── SUPPLIED DATA
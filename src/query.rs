use hashbrown::HashSet;

use crate::error::QueryError;
use crate::record::{in_universe, split_fields, Field};
use crate::DRAW_SIZE;

/// Five distinct winning numbers, each in `1..=MAX_NUMBER`.
#[derive(Clone, Copy, Debug, Eq, PartialEq)]
pub struct Query {
    numbers: [u8; DRAW_SIZE],
}

impl Query {
    pub fn new(numbers: [u8; DRAW_SIZE]) -> Result<Self, QueryError> {
        let mut seen = HashSet::with_capacity(DRAW_SIZE);
        for &n in &numbers {
            in_universe(n as i64).ok_or(QueryError::OutOfRange { value: n as i64 })?;
            if !seen.insert(n) {
                return Err(QueryError::DuplicateNumber { number: n });
            }
        }
        Ok(Self { numbers })
    }

    pub fn parse(line: &str) -> Result<Self, QueryError> {
        let fields = split_fields(line).map_err(|found| QueryError::FieldCount { found })?;
        let mut numbers = [0; DRAW_SIZE];
        for (slot, field) in numbers.iter_mut().zip(fields.iter()) {
            *slot = match *field {
                Field::Int(value) => in_universe(value).ok_or(QueryError::OutOfRange { value })?,
                Field::Garbage(s) => {
                    return Err(QueryError::NotAnInteger {
                        field: s.to_owned(),
                    })
                }
            };
        }
        Self::new(numbers)
    }

    pub fn numbers(&self) -> &[u8; DRAW_SIZE] {
        &self.numbers
    }
}
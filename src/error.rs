use std::io;
use std::path::PathBuf;

#[derive(thiserror::Error, Debug)]
pub enum Error {
    #[error("could not read records from {path:?}, IO error: {source}")]
    Source { path: PathBuf, source: io::Error },
    #[error("could not read or write query stream, IO error: {0}")]
    Stream(#[from] io::Error),
    #[error("record count mismatch, expected {expected} got {actual}")]
    RecordCountMismatch { expected: usize, actual: usize },
}

pub type Result<T> = std::result::Result<T, Error>;

/// Why a single participant record was left out of the index.
#[derive(thiserror::Error, Clone, Debug, Eq, PartialEq)]
pub enum RecordError {
    #[error("invalid line format, expected 5 numbers but found {found}")]
    FieldCount { found: usize },
    #[error("invalid number {field:?} in line")]
    NotAnInteger { field: String },
    #[error("number {value} in line is outside 1..={}", crate::MAX_NUMBER)]
    OutOfRange { value: i64 },
    #[error("line is not valid UTF-8")]
    NotUtf8,
}

/// Why a query line produced no result.
#[derive(thiserror::Error, Clone, Debug, Eq, PartialEq)]
pub enum QueryError {
    #[error("expected 5 numbers but found {found}")]
    FieldCount { found: usize },
    #[error("invalid number {field:?}")]
    NotAnInteger { field: String },
    #[error("number {value} is outside 1..={}", crate::MAX_NUMBER)]
    OutOfRange { value: i64 },
    #[error("number {number} appears more than once")]
    DuplicateNumber { number: u8 },
}
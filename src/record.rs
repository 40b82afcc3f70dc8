use crate::error::RecordError;
use crate::{DRAW_SIZE, MAX_NUMBER};

/// The numbers one participant picked, each in `1..=MAX_NUMBER`.
///
/// Repeats are allowed; they land on the same bit.
pub type Pick = [u8; DRAW_SIZE];

/// A whitespace separated field that parsed as an integer, or the raw text if it didn't.
pub(crate) enum Field<'a> {
    Int(i64),
    Garbage(&'a str),
}

/// Splits `line` into exactly `DRAW_SIZE` fields, or reports how many it found.
pub(crate) fn split_fields(line: &str) -> Result<[Field<'_>; DRAW_SIZE], usize> {
    let parts = line.split_whitespace().collect::<Vec<_>>();
    if parts.len() != DRAW_SIZE {
        return Err(parts.len());
    }
    let mut fields = [
        Field::Garbage(""),
        Field::Garbage(""),
        Field::Garbage(""),
        Field::Garbage(""),
        Field::Garbage(""),
    ];
    for (slot, part) in fields.iter_mut().zip(parts) {
        *slot = match part.parse::<i64>() {
            Ok(v) => Field::Int(v),
            Err(..) => Field::Garbage(part),
        };
    }
    Ok(fields)
}

pub(crate) fn in_universe(value: i64) -> Option<u8> {
    if value >= 1 && value <= MAX_NUMBER as i64 {
        Some(value as u8)
    } else {
        None
    }
}

/// Like `parse_record`, for a raw line that may not be UTF-8.
pub fn parse_record_bytes(line: &[u8]) -> Result<Pick, RecordError> {
    let line = std::str::from_utf8(line).map_err(|_| RecordError::NotUtf8)?;
    parse_record(line)
}

pub fn parse_record(line: &str) -> Result<Pick, RecordError> {
    let fields = split_fields(line).map_err(|found| RecordError::FieldCount { found })?;
    let mut pick = [0; DRAW_SIZE];
    for (slot, field) in pick.iter_mut().zip(fields.iter()) {
        *slot = match *field {
            Field::Int(value) => in_universe(value).ok_or(RecordError::OutOfRange { value })?,
            Field::Garbage(s) => {
                return Err(RecordError::NotAnInteger {
                    field: s.to_owned(),
                })
            }
        };
    }
    Ok(pick)
}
────
■ WHAT YOU ARE ASKED TO DO ■
Extract the complete set of records unchanged.

■ RESPONSE TO THE TASK ■
filename src/query.rs
use hashbrown::HashSet;

use crate::error::QueryError;
use crate::record::{in_universe, split_fields, Field};
use crate::DRAW_SIZE;

/// Five distinct winning numbers, each in `1..=MAX_NUMBER`.
#[derive(Clone, Copy, Debug, Eq, PartialEq)]
pub struct Query {
    numbers: [u8; DRAW_SIZE],
}

impl Query {
    pub fn new(numbers: [u8; DRAW_SIZE]) -> Result<Self, QueryError> {
        let mut seen = HashSet::with_capacity(DRAW_SIZE);
        for &n in &numbers {
            in_universe(n as i64).ok_or(QueryError::OutOfRange { value: n as i64 })?;
            if !seen.insert(n) {
                return Err(QueryError::DuplicateNumber { number: n });
            }
        }
        Ok(Self { numbers })
    }

    pub fn parse(line: &str) -> Result<Self, QueryError> {
        let fields = split_fields(line).map_err(|found| QueryError::FieldCount { found })?;
        let mut numbers = [0; DRAW_SIZE];
        for (slot, field) in numbers.iter_mut().zip(fields.iter()) {
            *slot = match *field {
                Field::Int(value) => in_universe(value).ok_or(QueryError::OutOfRange { value })?,
                Field::Garbage(s) => {
                    return Err(QueryError::NotAnInteger {
                        field: s.to_owned(),
                    })
                }
            };
        }
        Self::new(numbers)
    }

    pub fn numbers(&self) -> &[u8; DRAW_SIZE] {
        &self.numbers
    }
}
filename src/error.rs
use std::io;
use std::path::PathBuf;

#[derive(thiserror::Error, Debug)]
pub enum Error {
    #[error("could not read records from {path:?}, IO error: {source}")]
    Source { path: PathBuf, source: io::Error },
    #[error("could not read or write query stream, IO error: {0}")]
    Stream(#[from] io::Error),
    #[error("record count mismatch, expected {expected} got {actual}")]
    RecordCountMismatch { expected: usize, actual: usize },
}

pub type Result<T> = std::result::Result<T, Error>;

/// Why a single participant record was left out of the index.
#[derive(thiserror::Error, Clone, Debug, Eq, PartialEq)]
pub enum RecordError {
    #[error("invalid line format, expected 5 numbers but found {found}")]
    FieldCount { found: usize },
    #[error("invalid number {field:?} in line")]
    NotAnInteger { field: String },
    #[error("number {value} in line is outside 1..={}", crate::MAX_NUMBER)]
    OutOfRange { value: i64 },
    #[error("line is not valid UTF-8")]
    NotUtf8,
}

/// Why a query line produced no result.
#[derive(thiserror::Error, Clone, Debug, Eq, PartialEq)]
pub enum QueryError {
    #[error("expected 5 numbers but found {found}")]
    FieldCount { found: usize },
    #[error("invalid number {field:?}")]
    NotAnInteger { field: String },
    #[error("number {value} is outside 1..={}", crate::MAX_NUMBER)]
    OutOfRange { value: i64 },
    #[error("number {number} appears more than once")]
    DuplicateNumber { number: u8 },
}
filename src/record.rs
repository 40b82afcc3f70dc8
use crate::error::RecordError;
use crate::{DRAW_SIZE, MAX_NUMBER};

/// The numbers one participant picked, each in `1..=MAX_NUMBER`.
///
/// Repeats are allowed; they land on the same bit.
pub type Pick = [u8; DRAW_SIZE];

/// A whitespace separated field that parsed as an integer, or the raw text if it didn't.
pub(crate) enum Field<'a> {
    Int(i64),
    Garbage(&'a str),
}

/// Splits `line` into exactly `DRAW_SIZE` fields, or reports how many it found.
pub(crate) fn split_fields(line: &str) -> Result<[Field<'_>; DRAW_SIZE], usize> {
    let parts = line.split_whitespace().collect::<Vec<_>>();
    if parts.len() != DRAW_SIZE {
        return Err(parts.len());
    }
    let mut fields = [
        Field::Garbage(""),
        Field::Garbage(""),
        Field::Garbage(""),
        Field::Garbage(""),
        Field::Garbage(""),
    ];
    for (slot, part) in fields.iter_mut().zip(parts) {
        *slot = match part.parse::<i64>() {
            Ok(v) => Field::Int(v),
            Err(..) => Field::Garbage(part),
        };
    }
    Ok(fields)
}

pub(crate) fn in_universe(value: i64) -> Option<u8> {
    if value >= 1 && value <= MAX_NUMBER as i64 {
        Some(value as u8)
    } else {
        None
    }
}

/// Like `parse_record`, for a raw line that may not be UTF-8.
pub fn parse_record_bytes(line: &[u8]) -> Result<Pick, RecordError> {
    let line = std::str::from_utf8(line).map_err(|_| RecordError::NotUtf8)?;
    parse_record(line)
}

pub fn parse_record(line: &str) -> Result<Pick, RecordError> {
    let fields = split_fields(line).map_err(|found| RecordError::FieldCount { found })?;
    let mut pick = [0; DRAW_SIZE];
    for (slot, field) in pick.iter_mut().zip(fields.iter()) {
        *slot = match *field {
            Field::Int(value) => in_universe(value).ok_or(RecordError::OutOfRange { value })?,
            Field::Garbage(s) => {
                return Err(RecordError::NotAnInteger {
                    field: s.to_owned(),
                })
            }
        };
    }
    Ok(pick)
}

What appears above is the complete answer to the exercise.